Finding out Curly had a real-life limp (which he exaggerated for comedic effect, so people would think he was just doing a funny walk instead of limping) made me feel so much better about my own limp. I was run over by a car in August of 2003 and couldn’t walk for 11 months. I had a very heavy limp when I finally was able to walk again. (Both legs were pinned under the back driver’s side wheel, but only the right broke. I think the right leg rolled on top of my left leg to protect it, so I was left with the side of my body I have most of my strength and dexterity in.) I felt pretty badly about having a limp until I found out one of the most belovèd physical comedians of all time had a limp too. It was like a huge shot of pride, knowing I wasn’t alone and that I was in very esteemed company.
Oh, and contrary to the sexist myth that keeps being perpetuated, there are tons of female Stooge fans, and many female Laurel and Hardy fans.
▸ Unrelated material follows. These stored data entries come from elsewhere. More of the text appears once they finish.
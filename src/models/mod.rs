use serde::{Deserialize, Serialize};
use uuid::Uuid;

pub mod target;

pub use target::*;

/// Selects the content fetcher strategy for a target.
#[derive(Debug, Clone, Copy, Default, Serialize, Deserialize, PartialEq, Eq, Hash)]
#[serde(rename_all = "lowercase")]
pub enum RenderingMode {
    #[default]
    Static,
    Rendered,
}

#[derive(Debug, Clone, Copy, Default, Serialize, Deserialize, PartialEq, Eq)]
pub enum TargetStatus {
    #[default]
    #[serde(rename = "Not Checked")]
    NotChecked,
    #[serde(rename = "In Stock")]
    InStock,
    #[serde(rename = "Out of Stock")]
    OutOfStock,
    #[serde(rename = "Error")]
    Error,
}

impl TargetStatus {
    pub fn from_availability(available: bool) -> Self {
        if available {
            TargetStatus::InStock
        } else {
            TargetStatus::OutOfStock
        }
    }
}

impl std::fmt::Display for TargetStatus {
    fn fmt(&self, f: &mut std::fmt::Formatter<'_>) -> std::fmt::Result {
        let label = match self {
            TargetStatus::NotChecked => "Not Checked",
            TargetStatus::InStock => "In Stock",
            TargetStatus::OutOfStock => "Out of Stock",
            TargetStatus::Error => "Error",
        };
        f.pad(label)
    }
}

impl std::str::FromStr for RenderingMode {
    type Err = String;

    fn from_str(s: &str) -> Result<Self, Self::Err> {
        match s.to_ascii_lowercase().as_str() {
            "static" => Ok(RenderingMode::Static),
            "rendered" | "dynamic" => Ok(RenderingMode::Rendered),
            other => Err(format!("unknown rendering mode: {}", other)),
        }
    }
}

// Helper function to generate ids in the format stored in the target list
pub fn generate_id() -> String {
    Uuid::new_v4().simple().to_string()
}
use super::*;
use restock_watcher::models::TargetStatus;
use restock_watcher::scheduler::JobStatus;
use tempfile::TempDir;

#[tokio::test]
async fn test_scheduler_monitors_and_persists() -> anyhow::Result<()> {
    let dir = TempDir::new()?;
    let renderer = Arc::new(ScriptedRenderer::new(vec![
        ScriptedPage::with_element("sold out"),
        ScriptedPage::with_element("In stock now"),
    ]));
    let notifier = RecordingNotifier::default();
    let (scheduler, store) = create_test_scheduler(dir.path(), renderer.clone(), Arc::new(notifier.clone()))?;

    let target = create_test_target("Monitor", "https://shop.example.com/monitor", RenderingMode::Rendered, 1);
    store.add(target.clone()).await?;

    let scheduled = scheduler.start(store.load().await).await;
    assert_eq!(scheduled, 1);

    let notified = wait_for_condition(|| async { !notifier.sent().is_empty() }, 10).await;
    assert!(notified, "restock alert was never sent");

    scheduler.shutdown().await;

    let stored = store.try_load().await?;
    assert_eq!(stored[0].status, TargetStatus::InStock);
    assert_eq!(
        stored[0].image_url.as_deref(),
        Some("https://shop.example.com/media/item.jpg")
    );
    assert_eq!(notifier.sent().len(), 1);
    assert_eq!(renderer.live_sessions.load(Ordering::SeqCst), 0);

    let info = scheduler.get_job_info(&target.id).await.expect("job info kept after shutdown");
    assert_eq!(info.status, JobStatus::Stopped);
    assert_eq!(info.notifications_sent, 1);
    Ok(())
}

#[tokio::test]
async fn test_targets_run_independently() -> anyhow::Result<()> {
    let dir = TempDir::new()?;
    let mock_server = wiremock::MockServer::start().await;
    wiremock::Mock::given(wiremock::matchers::method("GET"))
        .respond_with(wiremock::ResponseTemplate::new(503))
        .mount(&mock_server)
        .await;

    let renderer = Arc::new(ScriptedRenderer::new(vec![ScriptedPage::with_element("in stock")]));
    let (scheduler, store) = create_test_scheduler(dir.path(), renderer, Arc::new(RecordingNotifier::default()))?;

    let failing = create_test_target("Failing", &mock_server.uri(), RenderingMode::Static, 1);
    let healthy = create_test_target("Healthy", "https://shop.example.com/ok", RenderingMode::Rendered, 1);
    store.save(&[failing.clone(), healthy.clone()]).await?;

    scheduler.start(store.load().await).await;

    let both_ran = wait_for_condition(
        || async {
            let stored = store.try_load().await.unwrap_or_default();
            stored.iter().all(|t| t.last_checked.is_some())
        },
        10,
    )
    .await;
    assert!(both_ran);

    let stats = scheduler.get_stats().await;
    assert_eq!(stats.total_jobs, 2);
    assert!(stats.failed_runs >= 1);
    assert!(stats.completed_runs >= 1);

    scheduler.shutdown().await;

    let stored = store.try_load().await?;
    let status_of = |id: &str| stored.iter().find(|t| t.id == id).map(|t| t.status);
    assert_eq!(status_of(&failing.id), Some(TargetStatus::Error));
    assert_eq!(status_of(&healthy.id), Some(TargetStatus::InStock));
    Ok(())
}

#[tokio::test]
async fn test_sub_floor_interval_is_not_scheduled() -> anyhow::Result<()> {
    let dir = TempDir::new()?;
    let (scheduler, _store) = create_test_scheduler(
        dir.path(),
        Arc::new(ScriptedRenderer::new(Vec::new())),
        Arc::new(RecordingNotifier::default()),
    )?;

    let target = create_test_target("Too Fast", "https://shop.example.com/fast", RenderingMode::Rendered, 0);
    assert!(scheduler.schedule_target(target.clone()).await.is_err());
    assert!(!scheduler.is_scheduled(&target.id).await);
    Ok(())
}

#[tokio::test]
async fn test_removing_target_stops_its_loop() -> anyhow::Result<()> {
    let dir = TempDir::new()?;
    let renderer = Arc::new(ScriptedRenderer::new(vec![ScriptedPage::with_element("sold out")]));
    let (scheduler, store) = create_test_scheduler(dir.path(), renderer.clone(), Arc::new(RecordingNotifier::default()))?;

    let target = create_test_target("Removed", "https://shop.example.com/removed", RenderingMode::Rendered, 1);
    store.add(target.clone()).await?;
    scheduler.schedule_target(target.clone()).await?;

    assert!(wait_for_condition(|| async { renderer.opened_sessions.load(Ordering::SeqCst) >= 1 }, 5).await);
    store.remove(&target.id).await?;

    let stopped = wait_for_condition(|| async { !scheduler.is_scheduled(&target.id).await }, 5).await;
    assert!(stopped);

    let sessions = renderer.opened_sessions.load(Ordering::SeqCst);
    tokio::time::sleep(Duration::from_millis(1500)).await;
    assert_eq!(renderer.opened_sessions.load(Ordering::SeqCst), sessions);
    Ok(())
}
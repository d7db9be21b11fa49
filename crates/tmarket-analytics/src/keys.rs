//! Rollup key schema.
//!
//! Key names match the store layout the dashboard has always read from, so
//! an existing dataset keeps working. Rollup keys are created implicitly on
//! first increment and are never deleted or decremented by this crate.

use chrono::NaiveDate;

/// Index set of all raw event ids (audit trail only).
pub const RAW_INDEX: &str = "pageviews";

/// Field holding the day counter inside `daily_total:{date}`.
pub const TOTAL_FIELD: &str = "views";

/// Raw event record hash.
pub fn raw_event(id: &str) -> String {
    format!("pageview:{id}")
}

/// Hash: path → views for the day.
pub fn daily_views(date: NaiveDate) -> String {
    format!("daily_views:{date}")
}

/// Hash with the single [`TOTAL_FIELD`] counter for the day.
pub fn daily_total(date: NaiveDate) -> String {
    format!("daily_total:{date}")
}

/// Set of distinct session ids seen on the day.
pub fn unique_visitors(date: NaiveDate) -> String {
    format!("unique_visitors:{date}")
}

/// Hash: referrer → views for the day (empty referrers are never written).
pub fn referrers(date: NaiveDate) -> String {
    format!("referrers:{date}")
}

/// Hash: country name → views for the day.
pub fn countries(date: NaiveDate) -> String {
    format!("countries:{date}")
}
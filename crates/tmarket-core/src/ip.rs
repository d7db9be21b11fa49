use std::net::IpAddr;

/// Whether `ip` must never be sent to the external geolocation service.
///
/// Covers the `"unknown"` sentinel and other placeholder strings the HTTP
/// layer can produce, loopback, RFC1918 private ranges, and link-local
/// addresses. Anything that does not parse as an IP address is also treated
/// as local — better to record `"Unknown"` than to leak a garbage header
/// value to a third party.
pub fn is_private_or_local(ip: &str) -> bool {
    let ip = ip.trim();
    if ip.is_empty()
        || ip.eq_ignore_ascii_case("unknown")
        || ip.eq_ignore_ascii_case("null")
        || ip.to_ascii_lowercase().starts_with("localhost")
    {
        return true;
    }
    match ip.parse::<IpAddr>() {
        Ok(IpAddr::V4(v4)) => v4.is_loopback() || v4.is_private() || v4.is_link_local(),
        Ok(IpAddr::V6(v6)) => v6.is_loopback(),
        Err(_) => true,
    }
}
use std::sync::Arc;

use axum::{extract::State, http::HeaderMap, response::IntoResponse, Json};
use serde_json::json;

use tmarket_core::{event::PageViewInput, ip::is_private_or_local};

use crate::state::AppState;

/// `POST /api/analytics/track` — record one page view.
///
/// Fire-and-forget from the client's perspective: the recorder swallows
/// every internal failure, so this endpoint cannot return an error for a
/// well-formed request. The client IP is always taken from connection
/// headers; anything in the body is overwritten.
///
/// Responds `202 Accepted` with `{ "ok": true }`.
#[tracing::instrument(skip(state, headers, input))]
pub async fn track(
    State(state): State<Arc<AppState>>,
    headers: HeaderMap,
    Json(mut input): Json<PageViewInput>,
) -> impl IntoResponse {
    input.ip = Some(extract_client_ip(&headers));
    state.recorder.record(input).await;
    (axum::http::StatusCode::ACCEPTED, Json(json!({ "ok": true })))
}

/// Extract the real client IP from proxy headers.
///
/// `x-forwarded-for` can carry a chain; prefer its first public entry, fall
/// back to its first entry, then try the single-value headers various CDNs
/// set. `"unknown"` when nothing is present — the recorder treats that as
/// local and skips geolocation.
fn extract_client_ip(headers: &HeaderMap) -> String {
    if let Some(forwarded) = headers.get("x-forwarded-for").and_then(|v| v.to_str().ok()) {
        let entries: Vec<&str> = forwarded.split(',').map(str::trim).collect();
        if let Some(public) = entries.iter().find(|ip| !is_private_or_local(ip)) {
            return public.to_string();
        }
        if let Some(first) = entries.first().filter(|ip| !ip.is_empty()) {
            return first.to_string();
        }
    }

    for name in ["cf-connecting-ip", "x-real-ip", "x-client-ip"] {
        if let Some(ip) = headers.get(name).and_then(|v| v.to_str().ok()) {
            if !ip.trim().is_empty() {
                return ip.trim().to_string();
            }
        }
    }

    "unknown".to_string()
}
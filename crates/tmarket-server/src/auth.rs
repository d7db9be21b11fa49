//! Admin capability gate.
//!
//! The storefront's real session/user system lives elsewhere; analytics only
//! needs a yes/no "caller is admin" check, expressed as a bearer token.

use axum::http::{header, HeaderMap};

use tmarket_core::config::AuthMode;

use crate::error::AppError;

/// Verify the caller holds the admin capability.
///
/// `AuthMode::None` admits everyone (local development). `AuthMode::Token`
/// requires `Authorization: Bearer <token>` to match the configured value.
pub fn require_admin(auth_mode: &AuthMode, headers: &HeaderMap) -> Result<(), AppError> {
    match auth_mode {
        AuthMode::None => Ok(()),
        AuthMode::Token(expected) => {
            let presented = headers
                .get(header::AUTHORIZATION)
                .and_then(|v| v.to_str().ok())
                .and_then(|v| v.strip_prefix("Bearer "));
            match presented {
                Some(token) if token == expected => Ok(()),
                _ => Err(AppError::Unauthorized),
            }
        }
    }
}
use std::sync::Arc;

use tmarket_analytics::{AnalyticsReporter, EventRecorder};
use tmarket_core::{config::Config, geo::CountryResolver, store::KvStore};

/// Shared application state injected into every Axum handler via
/// [`axum::extract::State`].
pub struct AppState {
    /// The key-value store both engine halves read and write through. Kept
    /// here (not just inside the engine) so the health probe can ping it.
    pub store: Arc<dyn KvStore>,

    pub recorder: EventRecorder,
    pub reporter: AnalyticsReporter,

    /// Parsed configuration, loaded once at startup from environment variables.
    pub config: Arc<Config>,
}

impl AppState {
    pub fn new(
        store: Arc<dyn KvStore>,
        resolver: Arc<dyn CountryResolver>,
        config: Config,
    ) -> Self {
        Self {
            recorder: EventRecorder::new(Arc::clone(&store), resolver),
            reporter: AnalyticsReporter::new(Arc::clone(&store)),
            store,
            config: Arc::new(config),
        }
    }
}
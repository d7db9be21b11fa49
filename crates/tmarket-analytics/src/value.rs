//! Defensive coercion at the store boundary.
//!
//! Stored hash values arrive as untyped strings and may have been written
//! by older code or corrupted by hand. All numeric parsing is concentrated
//! here so the recorder and reporter never default-parse inline.

use std::collections::BTreeMap;

/// Parse a counter value, defaulting to 0 when absent or non-numeric.
pub fn coerce_count(raw: Option<String>) -> i64 {
    raw.and_then(|s| s.trim().parse::<i64>().ok()).unwrap_or(0)
}

/// Convert a counter hash into `(name, count)` pairs, preserving the map's
/// iteration order. Entries with an empty field name or a non-numeric value
/// are dropped rather than counted as 0 — a malformed entry should not
/// surface as a zero-view row in a ranked list.
pub fn coerce_counts(raw: BTreeMap<String, String>) -> Vec<(String, i64)> {
    raw.into_iter()
        .filter(|(name, _)| !name.is_empty())
        .filter_map(|(name, value)| value.trim().parse::<i64>().ok().map(|n| (name, n)))
        .collect()
}
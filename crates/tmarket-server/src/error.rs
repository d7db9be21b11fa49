use axum::{
    http::StatusCode,
    response::{IntoResponse, Response},
    Json,
};
use serde_json::json;
use thiserror::Error;

/// Application-level errors that map directly to HTTP responses.
///
/// Every variant implements [`IntoResponse`] so Axum handlers can use
/// `Result<impl IntoResponse, AppError>` as their return type. Note that the
/// analytics engine itself never produces these — it is fail-open by design;
/// these cover request validation and the auth gate.
#[derive(Debug, Error)]
pub enum AppError {
    #[error("bad request: {0}")]
    BadRequest(String),

    #[error("unauthorized")]
    Unauthorized,

    #[error("internal error: {0}")]
    Internal(#[from] anyhow::Error),
}

impl IntoResponse for AppError {
    fn into_response(self) -> Response {
        let (status, code, message) = match &self {
            AppError::BadRequest(msg) => {
                (StatusCode::BAD_REQUEST, "validation_error", msg.as_str())
            }
            AppError::Unauthorized => (StatusCode::UNAUTHORIZED, "unauthorized", "Unauthorized"),
            AppError::Internal(e) => {
                tracing::error!("Internal error: {e}");
                (
                    StatusCode::INTERNAL_SERVER_ERROR,
                    "internal_error",
                    "Internal server error",
                )
            }
        };

        (
            status,
            Json(json!({
                "error": {
                    "code": code,
                    "message": message
                }
            })),
        )
            .into_response()
    }
}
I hate this sexist lie that says women hate physical comedy and only like stuff that’s pink, lacy, and fuzzy. But then again, my parents raised me as a person, not a set of stereotypes erroneously based on biological sex. I’m definitely not going to be one of those parents who steers a boy away from dolls and teaparties, or who throws a fit if a girl plays with toy cars and Legos. Thank God I was a child of the Eighties, before this modern-day Disney princess saturation and so many toys, games, and everything under the Sun based on tv shows and movies instead of encouraging creative play!